Caste matters, despite the great Indian lie
So the lie so beloved of the Indian elite – that the caste system is moribund and no one bothers about anyone’s caste any more – has been nailed.
The largest survey ever to look at caste attitudes has been carried out by the National Council for Applied Economic Research in New Delhi and the University of Maryland. It covered 42,000 households across the country and across religions.
Asked if they practised untouchability in the sense of not allowing a low caste person to enter their kitchen or touch their dishes, 30 per cent of Hindus and 52 per cent of Brahmins admitted they did. Even Sikhs (23 per cent) and Muslims (18 per cent), whose religions are meant to be free of caste, practise untouchability. Only Christians had a relatively low figure of five per cent.
For many years, the middle classes have attacked India’s affirmative action policy for Dalits, formerly known as untouchables. They say that the quotas for Dalits in college admissions and government jobs are unnecessary because this policy has empowered Dalits sufficiently by now and discrimination on the basis of caste has disappeared. They argue that merit should be the only deciding factor.
The irony that those who have ruled India for centuries on the basis of birth are now keen to honour the principle of merit is lost on them.
“They can’t go on being pampered” is the refrain often heard in India. The reality is that violence, rape, and humiliation are inflicted on Dalits all the time, particularly in rural areas.
High caste parents refuse to let a Dalit prepare school meals, while teachers force Dalit children to sit at the back of the classroom and serve them in different, specially marked, dishes. Any Dalit who challenges upper caste authority faces a brutal beating.
The notion propounded by the middle class that caste is no longer the dominating principle of Indian society is merely a self-serving delusion that has been shattered by this survey.
Caste remains entrenched 64 years after its abolition by the Indian constitution. On television, you see no Dalit news anchors or soap opera stars.
No Dalit appears in a commercial. No senior newspaper editor is Dalit. Surveys show that in 1992 there were no Dalits at all in newsrooms.
A 2006 survey by the Centre for the Study of Developing Societies showed that more than 90 per cent of decision-makers in English-language newspapers and magazines and 79 per cent in TV news channels were upper caste. Anecdotal evidence suggests nothing has changed since. As for Bollywood, let’s not even bother. The day a Dalit becomes a film star in India the Himalayas will start to move.
Many middle class Indians have only to look at their own social circles to find they have no Dalit friends. If they happen to find themselves in a Dalit home, too often upper-caste Hindus will want to make a dash for it when offered a meal. Though outwardly westernised, young urban Indians frequently appear to harbour the same bigotry, with the majority stating in multiple surveys that they will marry within the same caste. That is the crux. The caste system can be considered truly dead, and India to be truly modern, only when Indians start eating, socialising, and intermarrying across caste lines.
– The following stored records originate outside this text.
//! Rent roll CLI - charge-code extraction tool

use anyhow::{Context, Result};
use clap::Parser;
use rentroll::prelude::*;
use std::path::{Path, PathBuf};

#[derive(Parser)]
#[command(name = "rentroll")]
#[command(
    author,
    version,
    about = "Extract charge codes from Rent Roll and Affordable Rent Roll spreadsheets"
)]
struct Cli {
    /// Input rent roll workbook (.xlsx)
    input: PathBuf,

    /// Directory for the processed file (default: next to the input)
    #[arg(short, long)]
    output_dir: Option<PathBuf>,

    /// Suppress stage progress output
    #[arg(short, long)]
    quiet: bool,
}

fn main() -> Result<()> {
    env_logger::init();
    let cli = Cli::parse();

    let mut workbook = Workbook::open(&cli.input)
        .with_context(|| format!("Failed to open '{}'", cli.input.display()))?;

    let quiet = cli.quiet;
    let summary = process_workbook(&mut workbook, |stage| {
        if !quiet {
            eprintln!("{}...", stage.label());
        }
    })
    .context("Processing failed")?;

    let output_path = output_path_for(&cli.input, cli.output_dir.as_deref())?;
    workbook
        .save(&output_path)
        .with_context(|| format!("Failed to write '{}'", output_path.display()))?;

    println!(
        "Wrote '{}' ({} units, {} charge codes, {} new columns)",
        output_path.display(),
        summary.units,
        summary.codes,
        summary.appended_columns.len()
    );

    Ok(())
}

/// The processed file keeps the input's name with a `processed_`
/// prefix, placed in the output directory or next to the input
fn output_path_for(input: &Path, output_dir: Option<&Path>) -> Result<PathBuf> {
    let file_name = input
        .file_name()
        .and_then(|n| n.to_str())
        .with_context(|| format!("Input path '{}' has no file name", input.display()))?;

    let dir = match output_dir {
        Some(dir) => dir.to_path_buf(),
        None => input.parent().map(Path::to_path_buf).unwrap_or_default(),
    };

    Ok(dir.join(processed_file_name(file_name)))
}
//! Cell storage implementation
//!
//! This module provides efficient sparse storage for worksheet cells.
//! Only non-empty cells are stored, using a row-based BTreeMap structure.

use std::collections::BTreeMap;

use super::{CellValue, StringPool};
use crate::style::StylePool;

/// Complete data for a single cell
#[derive(Debug, Clone)]
pub struct CellData {
    /// The cell's value
    pub value: CellValue,
    /// Index into the style pool (0 = default style)
    pub style_index: u32,
}

impl CellData {
    /// Create a new cell with a value and default style
    pub fn new(value: CellValue) -> Self {
        Self {
            value,
            style_index: 0,
        }
    }

    /// Create a new cell with a value and style
    pub fn with_style(value: CellValue, style_index: u32) -> Self {
        Self { value, style_index }
    }

    /// Create an empty cell
    pub fn empty() -> Self {
        Self {
            value: CellValue::Empty,
            style_index: 0,
        }
    }

    /// Check if this cell is effectively empty (no value and default style)
    pub fn is_empty(&self) -> bool {
        self.value.is_empty() && self.style_index == 0
    }
}

impl Default for CellData {
    fn default() -> Self {
        Self::empty()
    }
}

/// Sparse row-based storage for worksheet cells
///
/// Design decisions:
/// - Uses BTreeMap for ordered iteration (required for streaming writes)
/// - Row-major layout matches Excel's internal structure
/// - Only stores non-empty cells (sparse)
///
/// Structure: `BTreeMap<row_index, BTreeMap<col_index, CellData>>`
#[derive(Debug)]
pub struct CellStorage {
    /// Row index → column map
    rows: BTreeMap<u32, BTreeMap<u16, CellData>>,

    /// Shared string pool for deduplication
    pub(crate) string_pool: StringPool,

    /// Shared style pool for deduplication
    pub(crate) style_pool: StylePool,

    /// Default row height in points (default: 15.0)
    default_row_height: f64,

    /// Default column width in characters (default: 8.43)
    default_column_width: f64,

    /// Custom row heights
    row_heights: BTreeMap<u32, f64>,

    /// Custom column widths
    column_widths: BTreeMap<u16, f64>,

    /// Merged cell regions
    merged_regions: Vec<crate::CellRange>,
}

impl CellStorage {
    /// Create a new empty cell storage
    pub fn new() -> Self {
        Self {
            rows: BTreeMap::new(),
            string_pool: StringPool::new(),
            style_pool: StylePool::new(),
            default_row_height: 15.0,
            default_column_width: 8.43,
            row_heights: BTreeMap::new(),
            column_widths: BTreeMap::new(),
            merged_regions: Vec::new(),
        }
    }

    /// Get a cell value
    pub fn get(&self, row: u32, col: u16) -> Option<&CellData> {
        self.rows.get(&row).and_then(|r| r.get(&col))
    }

    /// Get a mutable cell value
    pub fn get_mut(&mut self, row: u32, col: u16) -> Option<&mut CellData> {
        self.rows.get_mut(&row).and_then(|r| r.get_mut(&col))
    }

    /// Set a cell value
    ///
    /// If the cell data is empty (no value, default style), the cell is removed.
    pub fn set(&mut self, row: u32, col: u16, data: CellData) {
        if data.is_empty() {
            // Remove empty cells to save memory
            if let Some(row_map) = self.rows.get_mut(&row) {
                row_map.remove(&col);
                if row_map.is_empty() {
                    self.rows.remove(&row);
                }
            }
        } else {
            self.rows.entry(row).or_default().insert(col, data);
        }
    }

    /// Set just the cell value (preserving style)
    pub fn set_value(&mut self, row: u32, col: u16, value: CellValue) {
        if let Some(cell) = self.get_mut(row, col) {
            cell.value = value;
            // Remove if now empty
            if cell.is_empty() {
                self.set(row, col, CellData::empty());
            }
        } else if !value.is_empty() {
            self.set(row, col, CellData::new(value));
        }
    }

    /// Set just the cell style (preserving value)
    pub fn set_style(&mut self, row: u32, col: u16, style_index: u32) {
        if let Some(cell) = self.get_mut(row, col) {
            cell.style_index = style_index;
        } else if style_index != 0 {
            // Create cell with empty value but custom style
            self.set(row, col, CellData::with_style(CellValue::Empty, style_index));
        }
    }

    /// Remove a cell
    pub fn remove(&mut self, row: u32, col: u16) -> Option<CellData> {
        let result = self.rows.get_mut(&row).and_then(|r| r.remove(&col));

        // Clean up empty rows
        if let Some(row_map) = self.rows.get(&row) {
            if row_map.is_empty() {
                self.rows.remove(&row);
            }
        }

        result
    }

    /// Clear all cells
    pub fn clear(&mut self) {
        self.rows.clear();
        self.merged_regions.clear();
    }

    /// Get the number of non-empty cells
    pub fn cell_count(&self) -> usize {
        self.rows.values().map(|r| r.len()).sum()
    }

    /// Check if storage is empty
    pub fn is_empty(&self) -> bool {
        self.rows.is_empty()
    }

    /// Get the bounds of used cells
    ///
    /// Returns (min_row, min_col, max_row, max_col) or None if empty
    pub fn used_bounds(&self) -> Option<(u32, u16, u32, u16)> {
        if self.rows.is_empty() {
            return None;
        }

        let min_row = *self.rows.keys().next()?;
        let max_row = *self.rows.keys().next_back()?;

        let mut min_col = u16::MAX;
        let mut max_col = 0u16;

        for row_data in self.rows.values() {
            if let Some(&col) = row_data.keys().next() {
                min_col = min_col.min(col);
            }
            if let Some(&col) = row_data.keys().next_back() {
                max_col = max_col.max(col);
            }
        }

        Some((min_row, min_col, max_row, max_col))
    }

    /// Iterate over all cells in row order
    pub fn iter(&self) -> impl Iterator<Item = (u32, u16, &CellData)> {
        self.rows
            .iter()
            .flat_map(|(&row, cols)| cols.iter().map(move |(&col, data)| (row, col, data)))
    }

    /// Iterate over cells in a specific row
    pub fn iter_row(&self, row: u32) -> impl Iterator<Item = (u16, &CellData)> {
        self.rows
            .get(&row)
            .into_iter()
            .flat_map(|cols| cols.iter().map(|(&col, data)| (col, data)))
    }

    /// Iterate over row indices that have data
    pub fn row_indices(&self) -> impl Iterator<Item = u32> + '_ {
        self.rows.keys().copied()
    }

    /// Get default row height
    pub fn default_row_height(&self) -> f64 {
        self.default_row_height
    }

    /// Get row height (returns default if not customized)
    pub fn row_height(&self, row: u32) -> f64 {
        self.row_heights
            .get(&row)
            .copied()
            .unwrap_or(self.default_row_height)
    }

    /// Set custom row height
    pub fn set_row_height(&mut self, row: u32, height: f64) {
        if (height - self.default_row_height).abs() < 0.001 {
            self.row_heights.remove(&row);
        } else {
            self.row_heights.insert(row, height);
        }
    }

    /// Get default column width
    pub fn default_column_width(&self) -> f64 {
        self.default_column_width
    }

    /// Get column width (returns default if not customized)
    pub fn column_width(&self, col: u16) -> f64 {
        self.column_widths
            .get(&col)
            .copied()
            .unwrap_or(self.default_column_width)
    }

    /// Set custom column width
    pub fn set_column_width(&mut self, col: u16, width: f64) {
        if (width - self.default_column_width).abs() < 0.001 {
            self.column_widths.remove(&col);
        } else {
            self.column_widths.insert(col, width);
        }
    }

    /// Get all custom row heights (row index → height in points)
    pub fn custom_row_heights(&self) -> &BTreeMap<u32, f64> {
        &self.row_heights
    }

    /// Get all custom column widths (column index → width in characters)
    pub fn custom_column_widths(&self) -> &BTreeMap<u16, f64> {
        &self.column_widths
    }

    /// Get merged regions
    pub fn merged_regions(&self) -> &[crate::CellRange] {
        &self.merged_regions
    }

    /// Add a merged region
    pub fn add_merged_region(&mut self, range: crate::CellRange) {
        self.merged_regions.push(range);
    }

    /// Check if a cell is part of a merged region
    pub fn is_merged(&self, row: u32, col: u16) -> bool {
        let addr = crate::CellAddress::new(row, col);
        self.merged_regions.iter().any(|r| r.contains(&addr))
    }

    /// Get the string pool
    pub fn string_pool(&self) -> &StringPool {
        &self.string_pool
    }

    /// Get the string pool mutably
    pub fn string_pool_mut(&mut self) -> &mut StringPool {
        &mut self.string_pool
    }

    /// Get the style pool
    pub fn style_pool(&self) -> &StylePool {
        &self.style_pool
    }

    /// Get the style pool mutably
    pub fn style_pool_mut(&mut self) -> &mut StylePool {
        &mut self.style_pool
    }
}

impl Default for CellStorage {
    fn default() -> Self {
        Self::new()
    }
}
Legislation can bring about massive changes in social attitudes but in India, it has been only partially successful. By enshrining their rights, legislation has ensured that Dalits have more access to education and better incomes but it has failed to change general attitudes, mainly because there is no penalty, not even social censure, attached to discriminating against Dalits.
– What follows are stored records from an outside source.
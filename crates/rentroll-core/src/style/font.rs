//! Font style types

use super::Color;

/// Font style settings
#[derive(Debug, Clone, PartialEq)]
pub struct FontStyle {
    /// Font family name (e.g., "Calibri", "Arial")
    pub name: String,
    /// Font size in points
    pub size: f64,
    /// Bold
    pub bold: bool,
    /// Italic
    pub italic: bool,
    /// Single underline
    pub underline: bool,
    /// Font color
    pub color: Color,
}

impl Default for FontStyle {
    fn default() -> Self {
        Self {
            name: "Calibri".to_string(),
            size: 11.0,
            bold: false,
            italic: false,
            underline: false,
            color: Color::Auto,
        }
    }
}

impl FontStyle {
    /// Create a new default font
    pub fn new() -> Self {
        Self::default()
    }

    /// Set font name
    pub fn with_name<S: Into<String>>(mut self, name: S) -> Self {
        self.name = name.into();
        self
    }

    /// Set font size
    pub fn with_size(mut self, size: f64) -> Self {
        self.size = size;
        self
    }

    /// Set bold
    pub fn with_bold(mut self, bold: bool) -> Self {
        self.bold = bold;
        self
    }

    /// Set italic
    pub fn with_italic(mut self, italic: bool) -> Self {
        self.italic = italic;
        self
    }

    /// Set underline
    pub fn with_underline(mut self, underline: bool) -> Self {
        self.underline = underline;
        self
    }

    /// Set color
    pub fn with_color(mut self, color: Color) -> Self {
        self.color = color;
        self
    }
}

impl std::hash::Hash for FontStyle {
    fn hash<H: std::hash::Hasher>(&self, state: &mut H) {
        self.name.hash(state);
        self.size.to_bits().hash(state);
        self.bold.hash(state);
        self.italic.hash(state);
        self.underline.hash(state);
        self.color.hash(state);
    }
}

impl Eq for FontStyle {}
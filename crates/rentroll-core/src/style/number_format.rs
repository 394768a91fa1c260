//! Number format types

/// Number format for cell display
#[derive(Debug, Clone, PartialEq, Eq, Hash, Default)]
pub enum NumberFormat {
    /// General format (default)
    #[default]
    General,

    /// Built-in format by ID
    BuiltIn(u32),

    /// Custom format string
    Custom(String),
}

impl NumberFormat {
    /// 2 - 0.00
    pub const ID_NUMBER_DEC2: u32 = 2;
    /// 4 - #,##0.00
    pub const ID_NUMBER_SEP_DEC2: u32 = 4;
    /// 44 - accounting with currency symbol
    pub const ID_ACCOUNTING: u32 = 44;

    /// Create a number format from a format string
    pub fn from_string<S: Into<String>>(format: S) -> Self {
        NumberFormat::Custom(format.into())
    }

    /// Create a built-in format by ID
    pub fn from_id(id: u32) -> Self {
        NumberFormat::BuiltIn(id)
    }

    /// Number with thousands separator and decimals (#,##0.00)
    pub fn thousands_decimal() -> Self {
        NumberFormat::BuiltIn(Self::ID_NUMBER_SEP_DEC2)
    }

    /// Get the format string
    pub fn format_string(&self) -> &str {
        match self {
            NumberFormat::General => "General",
            NumberFormat::BuiltIn(id) => Self::builtin_format_string(*id),
            NumberFormat::Custom(s) => s,
        }
    }

    /// Get built-in format string by ID
    fn builtin_format_string(id: u32) -> &'static str {
        match id {
            0 => "General",
            1 => "0",
            2 => "0.00",
            3 => "#,##0",
            4 => "#,##0.00",
            9 => "0%",
            10 => "0.00%",
            37 => "#,##0 ;(#,##0)",
            38 => "#,##0 ;[Red](#,##0)",
            39 => "#,##0.00;(#,##0.00)",
            40 => "#,##0.00;[Red](#,##0.00)",
            44 => r#"_("$"* #,##0.00_);_("$"* \(#,##0.00\);_("$"* "-"??_);_(@_)"#,
            49 => "@",
            _ => "General",
        }
    }
}
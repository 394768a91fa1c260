//! # rentroll
//!
//! Charge-code extraction for property rent roll spreadsheets.
//!
//! Rent roll workbooks come in two recognized layouts ("Rent Roll" and
//! "Affordable Rent Roll"), both loosely tabular: per-unit charge line
//! items are grouped visually under unit rows, with header cells in
//! inconsistent positions and no explicit schema. This crate infers the
//! column layout, walks the sheet body reconstructing one record per
//! unit (charge code → summed amount, plus a total), and writes the
//! aggregated results back into new columns of the same sheet.
//!
//! ## Pipeline
//!
//! The four stages run in order on a single in-memory workbook:
//!
//! 1. [`detect_structure`] — infer unit/code/amount/name columns
//! 2. [`extract_rentroll`] — segment rows into unit blocks and aggregate
//! 3. [`append_extracted`] — project the results into appended columns
//! 4. [`autofit_columns`] / [`highlight_columns`] — cosmetic finish
//!
//! [`process_workbook`] drives all four and reports stage progress
//! through a caller-supplied callback.
//!
//! ## Example
//!
//! ```rust
//! use rentroll::prelude::*;
//!
//! let mut workbook = Workbook::new();
//! let sheet = workbook.worksheet_mut(0).unwrap();
//! sheet.set_cell_value("A1", "Rent Roll").unwrap();
//! sheet.set_cell_value("B6", "Code").unwrap();
//! sheet.set_cell_value("C6", "Amount").unwrap();
//!
//! let map = detect_structure(workbook.worksheet(0).unwrap()).unwrap();
//! assert_eq!(map.unit_col, 0);
//! assert_eq!(map.code_col, 1);
//! ```

pub mod amount;
pub mod append;
pub mod detect;
pub mod extract;
pub mod format;
pub mod pipeline;
pub mod prelude;

// Re-export core types
pub use rentroll_core::{
    CellAddress,
    CellData,
    CellRange,
    // Cell types
    CellValue,
    Color,
    // Error types
    Error,
    FillStyle,
    FontStyle,
    NumberFormat,
    Result,
    // Style types
    Style,
    StylePool,
    // Main types
    Workbook,
    Worksheet,
    MAX_COLS,
    // Constants
    MAX_ROWS,
    MAX_SHEET_NAME_LEN,
};

// Re-export I/O types
pub use rentroll_xlsx::{XlsxError, XlsxReader, XlsxWriter};

// Domain operations
pub use amount::parse_amount;
pub use append::append_extracted;
pub use detect::{detect_structure, ColumnMap, DetectError};
pub use extract::{extract_rentroll, extract_rentroll_with, BoldHeaders, CodeOrder, StyleClassifier, UnitRecord};
pub use format::{autofit_columns, highlight_columns, HIGHLIGHT_COLOR};
pub use pipeline::{process_workbook, processed_file_name, PipelineError, ProcessSummary, Stage};

use std::path::Path;

/// Extension trait for Workbook to add file I/O
pub trait WorkbookExt {
    /// Open a workbook from a file
    fn open<P: AsRef<Path>>(path: P) -> Result<Workbook>;

    /// Save the workbook to a file
    fn save<P: AsRef<Path>>(&self, path: P) -> Result<()>;
}

impl WorkbookExt for Workbook {
    fn open<P: AsRef<Path>>(path: P) -> Result<Workbook> {
        let path = path.as_ref();
        let extension = path
            .extension()
            .and_then(|e| e.to_str())
            .map(|e| e.to_lowercase());

        match extension.as_deref() {
            Some("xlsx") | Some("xlsm") => {
                XlsxReader::read_file(path).map_err(|e| Error::other(e.to_string()))
            }
            _ => Err(Error::other(format!(
                "Unsupported file format: {}",
                path.display()
            ))),
        }
    }

    fn save<P: AsRef<Path>>(&self, path: P) -> Result<()> {
        let path = path.as_ref();
        let extension = path
            .extension()
            .and_then(|e| e.to_str())
            .map(|e| e.to_lowercase());

        match extension.as_deref() {
            Some("xlsx") => {
                XlsxWriter::write_file(self, path).map_err(|e| Error::other(e.to_string()))
            }
            _ => Err(Error::other(format!(
                "Unsupported file format: {}",
                path.display()
            ))),
        }
    }
}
Even so, legislation can only go so far. For change to happen, Indians have to be spurred to reflect on the vile and inhuman nature of caste discrimination and feel guilt and responsibility.
This is rarely the case. If media organisations, for example, did care, they would have devised policies to actively encourage the recruitment of Dalits and change the dreadful 1992 reality that not a single Dalit could be found in a newsroom. It’s not rocket science.
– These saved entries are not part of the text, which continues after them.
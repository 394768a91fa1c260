//! # rentroll-core
//!
//! Core data structures for the rentroll charge-code extractor.
//!
//! This crate provides the fundamental types used throughout rentroll:
//! - [`CellValue`] - Represents cell values (numbers, strings, booleans)
//! - [`CellAddress`] and [`CellRange`] - Cell addressing and ranges
//! - [`Style`] - Cell formatting (fonts, fills, number formats)
//! - [`Workbook`], [`Worksheet`] - The main document structures
//!
//! ## Example
//!
//! ```rust
//! use rentroll_core::{Workbook, CellValue};
//!
//! let mut workbook = Workbook::new();
//! let sheet = workbook.worksheet_mut(0).unwrap();
//!
//! // Using string addresses
//! sheet.set_cell_value("A1", "Rent Roll").unwrap();
//! sheet.set_cell_value("B1", 42.0).unwrap();
//!
//! // Or using row/column indices (0-based)
//! sheet.set_cell_value_at(1, 0, CellValue::String("101A".into())).unwrap();
//! sheet.set_cell_value_at(1, 1, CellValue::Number(1050.0)).unwrap();
//! ```

pub mod cell;
pub mod error;
pub mod style;
pub mod workbook;
pub mod worksheet;

// Re-exports for convenience
pub use cell::{CellAddress, CellData, CellRange, CellValue, SharedString, StringPool};
pub use error::{Error, Result};
pub use workbook::Workbook;
pub use worksheet::Worksheet;

// Re-export all style types for convenience
pub use style::{Color, FillStyle, FontStyle, NumberFormat, Style, StylePool};

/// Maximum number of rows in a worksheet (Excel limit)
pub const MAX_ROWS: u32 = 1_048_576;

/// Maximum number of columns in a worksheet (Excel limit)
pub const MAX_COLS: u16 = 16_384;

/// Maximum length of a sheet name
pub const MAX_SHEET_NAME_LEN: usize = 31;
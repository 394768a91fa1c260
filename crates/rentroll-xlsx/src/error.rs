//! XLSX error types

use thiserror::Error;

/// Result type for XLSX operations
pub type XlsxResult<T> = std::result::Result<T, XlsxError>;

/// Errors that can occur during XLSX reading/writing
#[derive(Debug, Error)]
pub enum XlsxError {
    /// IO error
    #[error("IO error: {0}")]
    Io(#[from] std::io::Error),

    /// ZIP error
    #[error("ZIP error: {0}")]
    Zip(#[from] zip::result::ZipError),

    /// XML error
    #[error("XML error: {0}")]
    Xml(#[from] quick_xml::Error),

    /// Invalid file format
    #[error("Invalid XLSX format: {0}")]
    InvalidFormat(String),

    /// Missing required part
    #[error("Missing required part: {0}")]
    MissingPart(String),

    /// Parse error
    #[error("Parse error: {0}")]
    Parse(String),

    /// Core error
    #[error("Core error: {0}")]
    Core(#[from] rentroll_core::Error),
}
Two decades ago, the BBC, realising it had few ethnic minority employees, made a conscious effort to recruit them and it worked.
To solve a problem, you first have to care about it. White Americans are currently debating the spate of shootings by white policemen of black men.
Indians read about horrific caste atrocities but these crimes rarely intrude on dinner table talk or replace the chatter about the latest smart phones, jobs, clothes, and weddings.
Where there should be scathing self-analysis, there is often self-satisfaction. Where there should be a questioning of the status quo, there is frequently acceptance.
Eventually, of course, education, urbanisation and modernisation will erode caste. But the end could come sooner if more people would get more upset about it.